Entre paréntesis, tuvimos suerte ese invierno. Pocos días después del primero del año nos visitó una prima que vivía en Westmorland, en el Valle Imperial. Nos trajo una gran caja llena de ropa usada. Entre esas prendas se encontraba un par de pantalones de lana, perfectos para el invierno, pero demasiado calientes una vez que entraron los meses de abril y mayo. Sin embargo los usé por mucho tiempo.
Recuerdo claramente cuando recibimos las visas para poder vivir en los Estados Unidos. Fue en la primer semana de agosto de 1962. El seis de ese mes, para ser más exacto. Estábamos todos afuera del consulado estadounidense en Tijuana, esperando que nos llamaran para hacernos la última entrevista. Yo leía el periódico. En él se reportaba una trágica noticia: la actriz Marilyn Monroe había muerto el día anterior cerca de Los Ángeles, California. Nadie lo podía creer. No sé por qué se me quedó grabado para siempre ese suceso, pero así fue. Esa tarde del seis de agosto recibimos un gran paquete sellado, en el cual estaban todas nuestras visas. A la mejor fue por eso. Ye era una certeza que emigraríamos a los Estados Unidos.
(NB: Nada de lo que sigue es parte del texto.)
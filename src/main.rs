use anyhow::Context;
use clap::Parser;
use rstt::{Operator, OperatorRegistry, TruthTable};
use std::fs::File;
use std::io;
use std::io::{BufWriter, Write};
use std::path::PathBuf;

#[derive(Parser, Debug)]
#[clap(author, version, about, long_about = None)]
struct Args {
    #[clap(value_parser, value_name = "EXPRESSION")]
    /// Fully parenthesized expression over single-letter variables, e.g. "(A.B)+!C"
    expression: String,

    #[clap(long, value_parser, value_name = "VARS")]
    /// Bit-position order of the variables, e.g. "CBA"
    order: Option<String>,

    #[clap(short, long, value_parser, value_name = "VAR=LABEL")]
    /// Display label of a variable (may be repeated)
    alias: Vec<String>,

    #[clap(long, value_parser, value_name = "SYMBOL=OP")]
    /// Register an extra operator symbol for and, or or xor (may be repeated)
    operator: Vec<String>,

    #[clap(short, long, value_parser, value_name = "EXPRESSION")]
    /// Merge a second expression into the first
    merge: Option<String>,

    #[clap(long, value_parser, value_name = "SYMBOL", default_value = "+", requires = "merge")]
    /// Operator linking the merged expressions
    link: char,

    #[clap(long, requires = "merge")]
    /// Rename variables of the merged expression that collide with the first one
    distinct: bool,

    #[clap(short, long, value_parser, value_name = "BITS")]
    /// Print the output for these input bits only (may be repeated)
    query: Vec<String>,

    #[clap(short, long)]
    /// Print the sum-of-products form instead of the table
    sop: bool,

    #[clap(long)]
    /// Output the table as csv
    csv: bool,

    #[clap(short, long, value_parser, value_name = "FILE")]
    /// The output filename (or stdout if not provided)
    output: Option<PathBuf>,
}

fn main() -> anyhow::Result<()> {
    env_logger::init();

    let args = Args::parse_from(argfile::expand_args_from(
        wild::args_os(),
        argfile::parse_fromfile,
        argfile::PREFIX,
    )?);

    let mut operators = OperatorRegistry::new();
    for binding in &args.operator {
        let (symbol, op) = binding
            .split_once('=')
            .ok_or_else(|| anyhow::anyhow!("expected SYMBOL=OP, got {binding}"))?;
        operators.register(symbol, op.parse::<Operator>()?)?;
    }

    let mut table = TruthTable::with_operators(&args.expression, operators.clone())
        .with_context(|| format!("invalid expression {}", args.expression))?;

    if let Some(other) = &args.merge {
        let other = TruthTable::with_operators(other, operators)
            .with_context(|| format!("invalid merge expression {other}"))?;
        table.merge(&other, args.link, args.distinct)?;
    }

    if let Some(order) = &args.order {
        let order: Vec<char> = order
            .chars()
            .filter(|c| !c.is_whitespace() && *c != ',')
            .collect();
        table.set_ordering(&order)?;
    }

    for alias in &args.alias {
        let (var, label) = alias
            .split_once('=')
            .ok_or_else(|| anyhow::anyhow!("expected VAR=LABEL, got {alias}"))?;
        let mut chars = var.chars();
        match (chars.next(), chars.next()) {
            (Some(v), None) => table.set_alias(v, label),
            _ => Err(anyhow::anyhow!("{var} is not a single-letter variable"))?,
        }
    }

    let mut writer = if let Some(output_file) = args.output {
        let file = File::create(output_file)?;
        Box::new(BufWriter::new(file)) as Box<dyn Write>
    } else {
        Box::new(BufWriter::new(io::stdout())) as Box<dyn Write>
    };

    if !args.query.is_empty() {
        for bits in &args.query {
            writeln!(writer, "{bits} | {}", table.get_output(bits))?;
        }
    } else if args.sop {
        writeln!(writer, "{}", table.sum_of_products()?)?;
    } else if args.csv {
        table.write_csv(&mut writer)?;
    } else {
        writeln!(writer, "{table}")?;
    }

    // flush the writer before dropping it
    writer.flush()?;

    Ok(())
}
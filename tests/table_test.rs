use pretty_assertions::assert_eq;
use rstt::{ErrorKind, Operator, TruthTable, TruthTableEntry};

fn outputs(expr: &str) -> Vec<u8> {
    TruthTable::new(expr)
        .unwrap()
        .outputs()
        .iter()
        .map(|o| u8::from(*o))
        .collect()
}

#[test]
fn test_basic_tables() {
    assert_eq!(outputs("A"), vec![0, 1]);
    assert_eq!(outputs("!A"), vec![1, 0]);
    assert_eq!(outputs("A.B"), vec![0, 0, 0, 1]);
    assert_eq!(outputs("A+B"), vec![0, 1, 1, 1]);
    assert_eq!(outputs("A^B"), vec![0, 1, 1, 0]);
    assert_eq!(outputs("A&B"), outputs("A.B"));
    assert_eq!(outputs("A|B"), outputs("A+B"));
    assert_eq!(outputs("A#B"), outputs("A^B"));
    assert_eq!(outputs("(A.B)+C"), vec![0, 1, 0, 1, 0, 1, 1, 1]);
    assert_eq!(outputs("A.(B+C)"), vec![0, 0, 0, 0, 0, 1, 1, 1]);
}

#[test]
fn test_output_lookup() {
    let table: TruthTable = "A.B".parse().unwrap();

    assert_eq!(table.variables(), &['A', 'B']);
    assert_eq!(table.get_output("01"), TruthTableEntry::False);
    assert_eq!(table.get_output("11"), TruthTableEntry::True);
    assert_eq!(table.get_output("0"), TruthTableEntry::Invalid);
    assert_eq!(table.get_output("11").as_bool(), Some(true));
    assert_eq!(table.get_output("10").as_bool(), Some(false));
    assert_eq!(table.get_output("1x").as_bool(), None);
}

#[test]
fn test_rejected_expressions() {
    let cases = [
        ("A.", ErrorKind::IllegalAdjacency),
        ("A.(B+C", ErrorKind::UnbalancedBrackets),
        ("A!.B", ErrorKind::IllegalAdjacency),
        ("A.B+C", ErrorKind::AmbiguousPrecedence),
        ("", ErrorKind::EmptyExpression),
    ];

    for (expr, kind) in cases {
        assert_eq!(TruthTable::new(expr).unwrap_err().kind(), kind, "{expr}");
    }
}

#[test]
fn test_equivalent_expressions_are_equal() {
    let a = TruthTable::new("!A.!B").unwrap();
    let b = TruthTable::new("!(A+B)").unwrap();
    let c = TruthTable::new("!(B+A)").unwrap();

    assert_eq!(a, a);
    assert_eq!(a, b);
    assert_eq!(b, a);
    assert_eq!(b, c);
    assert_eq!(a, c);
    assert_eq!(outputs("!A.!B"), vec![1, 0, 0, 0]);
}

#[test]
fn test_ordering_round_trip() {
    let mut table = TruthTable::new("(A.!B)+(C^A)").unwrap();
    let original = table.outputs().to_vec();

    let identity = table.variables().to_vec();
    table.set_ordering(&identity).unwrap();
    assert_eq!(table.outputs(), original.as_slice());

    table.set_ordering(&['C', 'A', 'B']).unwrap();
    assert_ne!(table.outputs(), original.as_slice());

    table.clear_ordering().unwrap();
    assert_eq!(table.outputs(), original.as_slice());
}

#[test]
fn test_sum_of_products_round_trip() {
    for expr in ["A.B", "A^(B+!C)", "!(A.B).(C^D)", "(A+!B)^(!C.(D+A))"] {
        let table = TruthTable::new(expr).unwrap();
        let sop = TruthTable::new(&table.sum_of_products().unwrap()).unwrap();

        assert_eq!(sop.variables(), table.variables(), "{expr}");
        assert_eq!(sop, table, "{expr}");
    }
}

#[test]
fn test_merge_distinct_counts_variables() {
    let mut left = TruthTable::new("A.(B+C)").unwrap();
    let right = TruthTable::new("!A^D").unwrap();

    let expected = left.variables().len() + right.variables().len();
    left.merge(&right, '.', true).unwrap();

    assert_eq!(left.variables().len(), expected);
    assert_eq!(left.num_rows(), 1 << expected);
}

#[test]
fn test_custom_operator_per_table() {
    let mut custom = TruthTable::new("A").unwrap();
    custom.add_operator("*", Operator::And).unwrap();
    custom.set_expression("A*B").unwrap();

    assert_eq!(custom, TruthTable::new("A.B").unwrap());
    assert_eq!(
        TruthTable::new("A*B").unwrap_err().kind(),
        ErrorKind::IllegalAdjacency
    );
}
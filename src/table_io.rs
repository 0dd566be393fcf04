use std::fmt;
use std::io::Write;

use itertools::Itertools;

use crate::table::TruthTable;
use crate::truth_table::TruthTableEntry;

/// Column title of the output column.
pub const OUTPUT_LABEL: &str = "X";

fn bit(value: bool) -> TruthTableEntry {
    TruthTableEntry::from(value)
}

impl fmt::Display for TruthTable {
    fn fmt(&self, f: &mut fmt::Formatter<'_>) -> fmt::Result {
        let labels = self.aliases();
        let widths: Vec<usize> = labels.iter().map(|(_, l)| l.chars().count().max(1)).collect();

        write!(
            f,
            "{} | {OUTPUT_LABEL}",
            labels
                .iter()
                .zip(&widths)
                .map(|((_, label), &w)| format!("{label:<w$}"))
                .join(" ")
        )?;

        for row in self.rows_iter() {
            write!(
                f,
                "\n{} | {}",
                row.inputs
                    .iter()
                    .zip(&widths)
                    .map(|(input, &w)| format!("{:<w$}", bit(*input)))
                    .join(" "),
                bit(row.output)
            )?;
        }

        Ok(())
    }
}

impl TruthTable {
    /// Writes a header record of labels followed by one record per row.
    pub fn write_csv<W: Write>(&self, writer: W) -> csv::Result<()> {
        let mut csv_writer = csv::WriterBuilder::new()
            .has_headers(false)
            .from_writer(writer);

        csv_writer.write_record(
            self.aliases()
                .iter()
                .map(|(_, label)| *label)
                .chain(std::iter::once(OUTPUT_LABEL)),
        )?;

        for row in self.rows_iter() {
            csv_writer.write_record(
                row.inputs
                    .iter()
                    .chain(std::iter::once(&row.output))
                    .map(|b| bit(*b).to_string()),
            )?;
        }

        csv_writer.flush()?;

        Ok(())
    }
}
Dos semanas más tarde partimos hacia en norte y el estado de California. Nuestro padre quería que nos esperáramos, pues estaba ganando bien en su cargo de tractorista en El Centro. Pero nos fuimos de todas maneras. Nuestra madre insistió. No teníamos destino alguno, excepto que pensábamos quedarnos en el primer lugar en donde encontráramos trabajo para todos los más grandes. Después les cuento el resto de esta travesía.